_Exercise objective_. For the entries that follow, report how many lines include the word "noun" and add nothing.
== Segment start ==
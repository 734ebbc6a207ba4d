//! Durable-store writes from async tasks.
//!
//! Store writes append to a file and `fsync` it, so they run on tokio's
//! blocking pool. Reads only touch the stores' in-memory index and stay on
//! the calling task.

use gapline_storage::StorageError;

/// Runs `write` on the blocking pool and waits for it.
///
/// The write is not cancelled when the waiting task is: once started it
/// reaches the disk or fails there.
pub(crate) async fn offload<T, F>(write: F) -> Result<T, StorageError>
where
    F: FnOnce() -> Result<T, StorageError> + Send + 'static,
    T: Send + 'static,
{
    tokio::task::spawn_blocking(write)
        .await
        .map_err(|e| StorageError::Interrupted(e.to_string()))?
}

#[cfg(test)]
mod tests {
    use super::*;

    #[tokio::test]
    async fn write_result_is_returned() {
        assert_eq!(offload(|| Ok(7)).await.unwrap(), 7);

        let err = offload::<(), _>(|| Err(StorageError::LockPoisoned))
            .await
            .unwrap_err();
        assert!(matches!(err, StorageError::LockPoisoned));
    }

    #[tokio::test]
    async fn panicking_write_is_reported() {
        let err = offload::<(), _>(|| panic!("disk on fire")).await.unwrap_err();
        assert!(matches!(err, StorageError::Interrupted(_)));
    }
}
//! Table formatting using comfy-table.

use comfy_table::modifiers::UTF8_ROUND_CORNERS;
use comfy_table::presets::UTF8_FULL;
use comfy_table::{Attribute, Cell, ContentArrangement, Table};

/// Creates a table with a bold header row.
pub fn table(columns: &[&str]) -> Table {
    let mut table = Table::new();
    table
        .load_preset(UTF8_FULL)
        .apply_modifier(UTF8_ROUND_CORNERS)
        .set_content_arrangement(ContentArrangement::Dynamic)
        .set_header(
            columns
                .iter()
                .map(|column| Cell::new(column).add_attribute(Attribute::Bold)),
        );
    table
}

/// Prints `table` followed by a row count footer.
pub fn print_with_count(table: &Table, count: usize, noun: &str) {
    println!("{table}");
    let plural = if count == 1 { "" } else { "s" };
    println!("({count} {noun}{plural})");
}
== Segment end ==
_Exercise response_. 2